The difficulty here is that the boundary between
fact and opinion is very often hotly debated. If it is
clear that facts have been inaccurately stated, they
must be corrected.
However, I should not be interpreted as encouraging
an overly philosophical approach. A robust and common
sense approach is required, particularly where the
rights of individuals are concerned. Demonstrable
errors must be corrected and in a condign manner.

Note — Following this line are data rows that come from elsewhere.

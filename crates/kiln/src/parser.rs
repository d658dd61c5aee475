//! Parser of the code embedded in templates.
//!
//! The dialect borrows JavaScript's surface syntax: `let`/`const`/`var`
//! declarations, `if`/`else`, C-style `for`, `for..of`, `for..in`, `while`,
//! object and array literals, calls, member access and the usual operators.
//! Semicolons are optional.
//!
//! The compiler feeds the parser one token stream for a whole template, with
//! [`Token::EmitText`], [`Token::EmitEscaped`] and [`Token::EmitRaw`] marking
//! where template text and interpolations go.

use chumsky::{input::ValueInput, pratt::*, prelude::*};
use std::sync::Arc;

mod lexer;
pub use lexer::{Token, lexer};

pub use chumsky::prelude::{Input, Parser};

pub type Span = SimpleSpan;
pub type ParseError<'code, T> = Rich<'code, T, Span>;

#[derive(Debug, Clone, PartialEq)]
pub struct Spanned<T> {
    pub span: Span,
    pub node: T,
}

/// Empty span at `offset`, used as the end of input for token streams.
pub fn span_at(offset: usize) -> Span {
    Span::from(offset..offset)
}

pub type Program = Vec<Spanned<Statement>>;

pub fn parser<'code, I>()
-> impl Parser<'code, I, Program, extra::Err<ParseError<'code, Token<'code>>>>
where
    I: ValueInput<'code, Token = Token<'code>, Span = Span>,
{
    let expression = expression_parser();

    let statement = recursive(|statement| {
        let semicolon = just(Token::Semicolon).or_not();
        let bracket_round_open = just(Token::BracketRoundOpen);
        let bracket_round_close = just(Token::BracketRoundClose);

        let identifier = select! { Token::Identifier(identifier) => identifier };
        let binding = identifier.map_with(|name, extra| Spanned {
            node: Arc::<str>::from(name),
            span: extra.span(),
        });
        let declaration_kind = select! {
            Token::Let => DeclarationKind::Let,
            Token::Const => DeclarationKind::Const,
            Token::Var => DeclarationKind::Var,
        };

        let emit_text = select! { Token::EmitText(text) => Statement::EmitText(text.into()) };

        let emit = select! {
            Token::EmitEscaped => true,
            Token::EmitRaw => false,
        }
        .then(
            expression
                .clone()
                .delimited_by(bracket_round_open.clone(), bracket_round_close.clone()),
        )
        .then_ignore(semicolon.clone())
        .map(|(escape, expression)| Statement::Emit { expression, escape });

        let block = statement
            .clone()
            .repeated()
            .collect()
            .delimited_by(
                just(Token::BracketCurlyOpen),
                just(Token::BracketCurlyClose),
            )
            .map(Statement::Block);

        let declaration = declaration_kind
            .clone()
            .then(
                binding
                    .clone()
                    .then(just(Token::Assign).ignore_then(expression.clone()).or_not())
                    .map(|(name, value)| Declarator { name, value })
                    .separated_by(just(Token::Comma))
                    .at_least(1)
                    .collect(),
            )
            .map(|(kind, declarators)| Statement::Declaration { kind, declarators });

        let condition = expression
            .clone()
            .delimited_by(bracket_round_open.clone(), bracket_round_close.clone());

        let if_ = just(Token::If)
            .ignore_then(condition.clone())
            .then(statement.clone())
            .then(just(Token::Else).ignore_then(statement.clone()).or_not())
            .map(|((condition, then_branch), else_branch)| Statement::If {
                condition,
                then_branch: Box::new(then_branch),
                else_branch: else_branch.map(Box::new),
            });

        let for_each = just(Token::For)
            .ignore_then(
                group((
                    declaration_kind,
                    binding,
                    select! {
                        Token::Of => Iteration::Values,
                        Token::In => Iteration::Keys,
                    },
                    expression.clone(),
                ))
                .delimited_by(bracket_round_open.clone(), bracket_round_close.clone()),
            )
            .then(statement.clone())
            .map(
                |((kind, binding, iteration, iterable), body)| Statement::ForEach {
                    kind,
                    binding,
                    iteration,
                    iterable,
                    body: Box::new(body),
                },
            );

        let for_init = declaration
            .clone()
            .or(expression.clone().map(Statement::Expression))
            .map_with(|node, extra| Spanned {
                node,
                span: extra.span(),
            });

        let c_for = just(Token::For)
            .ignore_then(
                group((
                    for_init.or_not().then_ignore(just(Token::Semicolon)),
                    expression.clone().or_not().then_ignore(just(Token::Semicolon)),
                    expression.clone().or_not(),
                ))
                .delimited_by(bracket_round_open.clone(), bracket_round_close.clone()),
            )
            .then(statement.clone())
            .map(|((init, condition, update), body)| Statement::For {
                init: init.map(Box::new),
                condition,
                update,
                body: Box::new(body),
            });

        let while_ = just(Token::While)
            .ignore_then(condition)
            .then(statement.clone())
            .map(|(condition, body)| Statement::While {
                condition,
                body: Box::new(body),
            });

        let simple = choice((
            declaration,
            just(Token::Break).to(Statement::Break),
            just(Token::Continue).to(Statement::Continue),
            just(Token::Throw)
                .ignore_then(expression.clone())
                .map(Statement::Throw),
            expression.clone().map(Statement::Expression),
        ))
        .then_ignore(semicolon);

        let empty = just(Token::Semicolon).to(Statement::Empty);

        choice((
            emit_text, emit, block, if_, for_each, c_for, while_, simple, empty,
        ))
        .map_with(|node, extra| Spanned {
            node,
            span: extra.span(),
        })
    });

    statement.repeated().collect()
}
//! Tag lexer.
//!
//! Splits raw template text into literal text runs and delimited code
//! regions:
//!
//! - `<% code %>` runs `code` in place,
//! - `<%= expr %>` writes the HTML-escaped value of `expr`,
//! - `<%- expr %>` writes the value of `expr` unescaped,
//! - `<%# anything %>` is dropped.
//!
//! Tags don't nest: the first `%>` after a `<%` closes the tag, so code
//! can't contain the literal sequence `%>`.

use std::borrow::Cow;

use chumsky::prelude::*;

use crate::error::LexError;
use crate::parser::{ParseError, Span};

#[derive(Debug, Clone, Copy, PartialEq, Eq, Hash)]
pub enum FragmentKind {
    Text,
    Evaluate,
    InterpolateEscaped,
    InterpolateRaw,
    Comment,
}

#[derive(Debug, Clone, PartialEq)]
pub struct Fragment<'src> {
    pub kind: FragmentKind,
    /// Literal text, or the code between the delimiters without the
    /// surrounding whitespace.
    pub content: Cow<'src, str>,
    /// The whole fragment, delimiters included.
    pub span: Span,
    /// Byte offset of `content` in the template.
    pub content_offset: usize,
}

/// Lexes `source` into fragments, in source order.
pub fn lex(source: &str) -> Result<Vec<Fragment<'_>>, LexError> {
    let (pieces, errors) = tag_lexer().parse(source).into_output_errors();
    if let Some(error) = errors.into_iter().next() {
        return Err(LexError {
            message: error.to_string(),
            span: *error.span(),
            report: None,
        });
    }
    let pieces = pieces.unwrap_or_default();
    let count = pieces.len();
    let mut fragments = Vec::with_capacity(count);
    for (index, piece) in pieces.into_iter().enumerate() {
        let mut fragment = piece?;
        if fragment.kind == FragmentKind::Text {
            let at_end = index + 1 == count;
            fragment.content = match fragment.content {
                Cow::Borrowed(text) => trim_line_continuations(text, at_end),
                Cow::Owned(text) => Cow::Owned(trim_line_continuations(&text, at_end).into_owned()),
            };
        }
        fragments.push(fragment);
    }
    Ok(fragments)
}

/// Removes the backslashes standing right before a line break. With
/// `at_end`, backslashes closing the text are removed too.
pub fn trim_line_continuations(text: &str, at_end: bool) -> Cow<'_, str> {
    if !text.contains('\\') {
        return Cow::Borrowed(text);
    }
    let mut trimmed = String::with_capacity(text.len());
    let mut lines = text.split_inclusive('\n').peekable();
    while let Some(line) = lines.next() {
        let (body, line_break) = if let Some(body) = line.strip_suffix("\r\n") {
            (body, "\r\n")
        } else if let Some(body) = line.strip_suffix('\n') {
            (body, "\n")
        } else {
            (line, "")
        };
        let continued = !line_break.is_empty() || (at_end && lines.peek().is_none());
        if continued {
            trimmed.push_str(body.trim_end_matches('\\'));
        } else {
            trimmed.push_str(body);
        }
        trimmed.push_str(line_break);
    }
    if trimmed.len() == text.len() {
        Cow::Borrowed(text)
    } else {
        Cow::Owned(trimmed)
    }
}

type Piece<'src> = Result<Fragment<'src>, LexError>;

fn tag_lexer<'src>()
-> impl Parser<'src, &'src str, Vec<Piece<'src>>, extra::Err<ParseError<'src, char>>> {
    let open = just("<%");
    let close = just("%>");

    let marker = choice((
        just('=').to(FragmentKind::InterpolateEscaped),
        just('-').to(FragmentKind::InterpolateRaw),
        just('#').to(FragmentKind::Comment),
    ))
    .or_not()
    .map(|kind| kind.unwrap_or(FragmentKind::Evaluate));

    let code = any()
        .and_is(close.clone().not())
        .repeated()
        .to_slice()
        .map_with(|code: &'src str, extra| {
            let span: Span = extra.span();
            (code, span.start)
        });

    // An unclosed tag runs to the end of input and is reported afterwards,
    // so the error always points at its `<%`.
    let tag = open
        .clone()
        .ignore_then(marker)
        .then(code)
        .then(close.or_not())
        .map_with(|((kind, (code, code_start)), close), extra| {
            let span: Span = extra.span();
            if close.is_none() {
                return Err(LexError::unterminated_tag(Span::from(
                    span.start..span.start + 2,
                )));
            }
            let content = code.trim();
            let leading = code.len() - code.trim_start().len();
            Ok(Fragment {
                kind,
                content: Cow::Borrowed(content),
                span,
                content_offset: code_start + leading,
            })
        });

    let text = any()
        .and_is(open.not())
        .repeated()
        .at_least(1)
        .to_slice()
        .map_with(|text: &'src str, extra| {
            let span: Span = extra.span();
            Ok::<_, LexError>(Fragment {
                kind: FragmentKind::Text,
                content: Cow::Borrowed(text),
                span,
                content_offset: span.start,
            })
        });

    choice((tag, text)).repeated().collect()
}

#[cfg(test)]
mod tests {
    use super::*;

    fn kinds_and_contents(source: &str) -> Vec<(FragmentKind, String)> {
        lex(source)
            .unwrap()
            .into_iter()
            .map(|fragment| (fragment.kind, fragment.content.into_owned()))
            .collect()
    }

    #[test]
    fn test_plain_text_is_one_fragment() {
        assert_eq!(
            kinds_and_contents("normal test"),
            vec![(FragmentKind::Text, "normal test".to_owned())]
        );
    }

    #[test]
    fn test_empty_template_has_no_fragments() {
        assert!(lex("").unwrap().is_empty());
    }

    #[test]
    fn test_all_tag_kinds() {
        assert_eq!(
            kinds_and_contents("a<% x %>b<%= y %>c<%- z %>d<%# w %>"),
            vec![
                (FragmentKind::Text, "a".to_owned()),
                (FragmentKind::Evaluate, "x".to_owned()),
                (FragmentKind::Text, "b".to_owned()),
                (FragmentKind::InterpolateEscaped, "y".to_owned()),
                (FragmentKind::Text, "c".to_owned()),
                (FragmentKind::InterpolateRaw, "z".to_owned()),
                (FragmentKind::Text, "d".to_owned()),
                (FragmentKind::Comment, "w".to_owned()),
            ]
        );
    }

    #[test]
    fn test_spacing_inside_delimiters_is_stripped() {
        assert_eq!(kinds_and_contents("<%=param%>"), kinds_and_contents("<%=   param \n %>"));
    }

    #[test]
    fn test_content_offset_points_at_code() {
        let fragments = lex("ab<%=  name %>").unwrap();
        let tag = &fragments[1];
        assert_eq!(tag.span, Span::from(2..14));
        assert_eq!(&"ab<%=  name %>"[tag.content_offset..tag.content_offset + 4], "name");
    }

    #[test]
    fn test_close_delimiter_in_text_is_literal() {
        assert_eq!(
            kinds_and_contents("100%> done"),
            vec![(FragmentKind::Text, "100%> done".to_owned())]
        );
    }

    #[test]
    fn test_first_close_ends_the_tag() {
        assert_eq!(
            kinds_and_contents("<% a %> b %>"),
            vec![
                (FragmentKind::Evaluate, "a".to_owned()),
                (FragmentKind::Text, " b %>".to_owned()),
            ]
        );
    }

    #[test]
    fn test_unterminated_tag() {
        let error = lex("hello <%= name").unwrap_err();
        assert_eq!(error.span, Span::from(6..8));
        assert!(error.message.contains("unterminated"));
    }

    #[test]
    fn test_backslash_before_line_break_is_removed() {
        assert_eq!(
            kinds_and_contents("one \\\ntwo\\\r\nthree"),
            vec![(FragmentKind::Text, "one \ntwo\r\nthree".to_owned())]
        );
    }

    #[test]
    fn test_backslashes_at_template_end_are_removed() {
        assert_eq!(
            kinds_and_contents("<%= param %>console.log(`${param}`)\\\\"),
            vec![
                (FragmentKind::InterpolateEscaped, "param".to_owned()),
                (FragmentKind::Text, "console.log(`${param}`)".to_owned()),
            ]
        );
    }

    #[test]
    fn test_backslash_before_tag_is_kept() {
        assert_eq!(
            kinds_and_contents("a\\<%= b %>"),
            vec![
                (FragmentKind::Text, "a\\".to_owned()),
                (FragmentKind::InterpolateEscaped, "b".to_owned()),
            ]
        );
    }

    #[test]
    fn test_inner_backslashes_are_kept() {
        assert_eq!(trim_line_continuations("C:\\dir\\file", false), "C:\\dir\\file");
    }
}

Article 1(ii) of the code expressly recognises this, as
does article 2, but questions have been raised as to the
extent to which organs of the press honour this
obligation and the PCC enforces it.
Article 3 of the code, which, broadly speaking,
mirrors article 8 of the Convention, is absolutely
critical. Intrusions into a person's private life must
be justified --
LORD JUSTICE LEVESON
Let's see if we can do that for the
people who are able to see one of these screens. Can we
do article 3?
MR JAY
Just a bit higher. I think we're on 4. I think
we're on harassment. (Pause) Great.
LORD JUSTICE LEVESON
Thank you.
MR JAY
We can see from article 1, subarticle (i), the
mirroring of article 8 of the Convention, although not
word for word. Intrusions into a person's private life
must be justified, likewise must the taking of
photographs in private places; in other words, public or
private prospect where there's a reasonable expectation
of privacy. The handbook contains a useful section on
what is meant by the concept of a reasonable expectation
of privacy. Before publication, editors are required to
decide whether the person was photographed out of the
public view -- that is not visible or identifiable with
a naked eye to someone in a public place -- and whether
he or she was engaged in a private activity at the time.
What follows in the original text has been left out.